■ **Instructions for the task**
From the data below, copy out every line in which the word "bits" occurs.

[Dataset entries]
§

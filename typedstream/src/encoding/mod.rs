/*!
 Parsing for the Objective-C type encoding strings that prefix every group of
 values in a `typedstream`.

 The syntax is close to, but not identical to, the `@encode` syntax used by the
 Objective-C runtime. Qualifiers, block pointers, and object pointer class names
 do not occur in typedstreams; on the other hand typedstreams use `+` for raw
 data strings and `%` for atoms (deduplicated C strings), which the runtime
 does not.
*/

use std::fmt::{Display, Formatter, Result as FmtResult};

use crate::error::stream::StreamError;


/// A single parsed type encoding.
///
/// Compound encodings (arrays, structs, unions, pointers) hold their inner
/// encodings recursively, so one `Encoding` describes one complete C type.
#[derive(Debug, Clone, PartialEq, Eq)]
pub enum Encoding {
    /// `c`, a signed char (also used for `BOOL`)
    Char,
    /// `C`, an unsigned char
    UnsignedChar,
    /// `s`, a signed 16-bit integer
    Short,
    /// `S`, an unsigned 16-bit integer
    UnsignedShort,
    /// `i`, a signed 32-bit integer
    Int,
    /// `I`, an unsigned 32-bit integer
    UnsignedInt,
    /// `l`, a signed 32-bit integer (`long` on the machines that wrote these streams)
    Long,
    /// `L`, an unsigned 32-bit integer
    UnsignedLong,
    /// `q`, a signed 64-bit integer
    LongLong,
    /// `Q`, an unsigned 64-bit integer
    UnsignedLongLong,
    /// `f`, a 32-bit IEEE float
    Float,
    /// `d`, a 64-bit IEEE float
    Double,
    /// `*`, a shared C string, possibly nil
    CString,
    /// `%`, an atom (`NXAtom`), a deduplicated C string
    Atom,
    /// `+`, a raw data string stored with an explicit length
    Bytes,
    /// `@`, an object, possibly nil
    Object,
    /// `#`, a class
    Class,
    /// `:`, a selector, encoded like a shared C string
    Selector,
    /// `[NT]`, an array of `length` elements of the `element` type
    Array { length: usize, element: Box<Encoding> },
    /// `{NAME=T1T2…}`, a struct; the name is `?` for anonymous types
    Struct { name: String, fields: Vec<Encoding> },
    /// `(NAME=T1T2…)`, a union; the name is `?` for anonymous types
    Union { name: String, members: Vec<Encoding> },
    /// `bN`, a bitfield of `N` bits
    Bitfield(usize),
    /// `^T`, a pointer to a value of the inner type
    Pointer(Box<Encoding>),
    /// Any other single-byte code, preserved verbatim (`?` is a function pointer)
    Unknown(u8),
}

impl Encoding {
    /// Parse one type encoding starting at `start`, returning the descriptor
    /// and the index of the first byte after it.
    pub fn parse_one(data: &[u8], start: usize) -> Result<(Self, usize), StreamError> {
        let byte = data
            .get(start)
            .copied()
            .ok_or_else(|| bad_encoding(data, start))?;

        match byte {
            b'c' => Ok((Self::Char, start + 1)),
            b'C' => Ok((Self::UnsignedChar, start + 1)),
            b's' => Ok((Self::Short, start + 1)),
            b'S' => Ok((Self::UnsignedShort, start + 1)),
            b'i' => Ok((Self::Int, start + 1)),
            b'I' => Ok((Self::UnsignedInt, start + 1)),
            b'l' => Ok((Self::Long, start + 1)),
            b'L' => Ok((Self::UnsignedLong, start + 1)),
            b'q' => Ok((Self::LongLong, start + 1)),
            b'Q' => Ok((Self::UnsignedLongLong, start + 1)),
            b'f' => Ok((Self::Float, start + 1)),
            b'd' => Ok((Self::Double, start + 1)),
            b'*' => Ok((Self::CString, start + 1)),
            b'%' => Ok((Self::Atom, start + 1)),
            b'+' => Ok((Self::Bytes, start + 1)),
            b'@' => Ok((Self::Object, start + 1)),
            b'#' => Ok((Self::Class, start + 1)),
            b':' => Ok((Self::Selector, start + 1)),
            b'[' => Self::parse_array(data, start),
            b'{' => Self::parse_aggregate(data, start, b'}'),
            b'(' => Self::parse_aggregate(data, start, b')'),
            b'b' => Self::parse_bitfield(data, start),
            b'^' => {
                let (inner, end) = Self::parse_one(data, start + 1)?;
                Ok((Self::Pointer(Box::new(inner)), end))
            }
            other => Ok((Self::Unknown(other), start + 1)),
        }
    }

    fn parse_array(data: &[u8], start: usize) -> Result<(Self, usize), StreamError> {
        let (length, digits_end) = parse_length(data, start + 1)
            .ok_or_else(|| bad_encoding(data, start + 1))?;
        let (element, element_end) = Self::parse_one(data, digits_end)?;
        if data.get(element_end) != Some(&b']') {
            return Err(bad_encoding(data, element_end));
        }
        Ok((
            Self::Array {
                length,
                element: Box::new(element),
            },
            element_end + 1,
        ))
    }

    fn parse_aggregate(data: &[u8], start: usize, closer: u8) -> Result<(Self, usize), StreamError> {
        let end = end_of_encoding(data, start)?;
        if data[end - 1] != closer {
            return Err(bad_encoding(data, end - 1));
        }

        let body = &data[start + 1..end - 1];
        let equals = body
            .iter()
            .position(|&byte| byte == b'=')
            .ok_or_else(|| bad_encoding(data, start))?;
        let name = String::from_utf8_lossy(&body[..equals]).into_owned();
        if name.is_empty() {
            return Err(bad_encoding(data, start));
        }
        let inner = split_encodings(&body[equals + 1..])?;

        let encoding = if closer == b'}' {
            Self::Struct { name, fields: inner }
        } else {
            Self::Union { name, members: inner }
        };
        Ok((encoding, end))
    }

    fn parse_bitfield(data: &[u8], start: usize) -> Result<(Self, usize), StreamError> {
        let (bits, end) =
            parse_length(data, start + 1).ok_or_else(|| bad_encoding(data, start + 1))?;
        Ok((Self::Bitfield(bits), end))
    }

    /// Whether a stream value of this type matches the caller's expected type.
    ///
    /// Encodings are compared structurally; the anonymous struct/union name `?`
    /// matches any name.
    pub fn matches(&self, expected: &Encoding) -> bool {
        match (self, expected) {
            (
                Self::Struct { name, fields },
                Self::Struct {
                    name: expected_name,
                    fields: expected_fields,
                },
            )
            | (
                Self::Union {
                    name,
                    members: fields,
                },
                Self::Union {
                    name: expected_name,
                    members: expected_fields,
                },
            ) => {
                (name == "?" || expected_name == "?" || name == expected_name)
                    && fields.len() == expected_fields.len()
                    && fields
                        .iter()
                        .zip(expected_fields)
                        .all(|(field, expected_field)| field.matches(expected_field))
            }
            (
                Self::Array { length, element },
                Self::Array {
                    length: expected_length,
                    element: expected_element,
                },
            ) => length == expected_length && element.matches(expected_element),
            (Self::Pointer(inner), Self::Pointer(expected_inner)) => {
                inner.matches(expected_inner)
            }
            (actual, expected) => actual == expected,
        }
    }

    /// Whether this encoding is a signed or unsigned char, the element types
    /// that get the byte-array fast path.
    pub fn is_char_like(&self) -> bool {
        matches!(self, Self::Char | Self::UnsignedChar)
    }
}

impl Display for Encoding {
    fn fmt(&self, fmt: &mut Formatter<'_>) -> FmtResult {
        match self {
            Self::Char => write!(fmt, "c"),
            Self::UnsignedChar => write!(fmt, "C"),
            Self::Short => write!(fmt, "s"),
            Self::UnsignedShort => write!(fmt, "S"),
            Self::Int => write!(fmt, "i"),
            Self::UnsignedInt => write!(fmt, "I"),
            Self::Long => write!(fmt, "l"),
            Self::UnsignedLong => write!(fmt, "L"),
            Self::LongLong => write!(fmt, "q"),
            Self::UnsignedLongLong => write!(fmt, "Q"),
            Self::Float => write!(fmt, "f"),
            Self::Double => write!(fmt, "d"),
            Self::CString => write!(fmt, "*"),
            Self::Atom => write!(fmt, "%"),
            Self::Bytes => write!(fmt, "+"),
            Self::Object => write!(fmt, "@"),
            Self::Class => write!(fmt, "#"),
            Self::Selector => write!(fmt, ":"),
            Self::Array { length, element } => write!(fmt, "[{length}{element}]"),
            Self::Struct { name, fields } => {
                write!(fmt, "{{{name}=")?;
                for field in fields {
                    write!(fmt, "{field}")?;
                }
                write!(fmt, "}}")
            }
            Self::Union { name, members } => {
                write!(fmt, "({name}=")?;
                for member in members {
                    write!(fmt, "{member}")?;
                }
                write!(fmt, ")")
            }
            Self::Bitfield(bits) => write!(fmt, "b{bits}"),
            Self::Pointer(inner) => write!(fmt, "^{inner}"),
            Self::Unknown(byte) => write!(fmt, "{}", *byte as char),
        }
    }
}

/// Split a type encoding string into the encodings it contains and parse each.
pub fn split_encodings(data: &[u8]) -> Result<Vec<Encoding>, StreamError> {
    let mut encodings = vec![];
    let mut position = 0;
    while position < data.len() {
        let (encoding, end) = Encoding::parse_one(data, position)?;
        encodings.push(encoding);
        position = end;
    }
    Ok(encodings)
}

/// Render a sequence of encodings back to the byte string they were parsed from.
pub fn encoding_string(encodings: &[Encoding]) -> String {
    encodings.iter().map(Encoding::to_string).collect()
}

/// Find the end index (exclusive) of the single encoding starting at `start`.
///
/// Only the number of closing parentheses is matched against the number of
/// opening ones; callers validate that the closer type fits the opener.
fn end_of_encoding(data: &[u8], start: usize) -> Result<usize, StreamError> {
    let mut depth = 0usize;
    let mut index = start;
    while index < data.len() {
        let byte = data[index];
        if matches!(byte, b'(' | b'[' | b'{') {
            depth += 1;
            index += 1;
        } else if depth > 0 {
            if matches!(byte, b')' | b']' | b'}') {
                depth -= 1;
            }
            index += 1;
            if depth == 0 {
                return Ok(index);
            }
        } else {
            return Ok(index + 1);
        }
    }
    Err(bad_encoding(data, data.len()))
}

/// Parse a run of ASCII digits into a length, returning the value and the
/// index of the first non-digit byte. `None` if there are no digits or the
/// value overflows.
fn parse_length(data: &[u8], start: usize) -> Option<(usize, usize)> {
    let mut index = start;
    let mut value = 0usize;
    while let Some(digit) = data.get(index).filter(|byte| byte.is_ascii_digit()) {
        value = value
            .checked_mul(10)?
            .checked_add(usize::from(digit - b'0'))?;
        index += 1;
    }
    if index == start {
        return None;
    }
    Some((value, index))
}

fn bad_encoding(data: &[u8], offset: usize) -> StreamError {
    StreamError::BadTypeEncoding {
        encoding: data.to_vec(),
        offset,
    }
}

§

■ **Task solution**
    /// `bN`, a bitfield of `N` bits
        let (bits, end) =
        Ok((Self::Bitfield(bits), end))
            Self::Bitfield(bits) => write!(fmt, "b{bits}"),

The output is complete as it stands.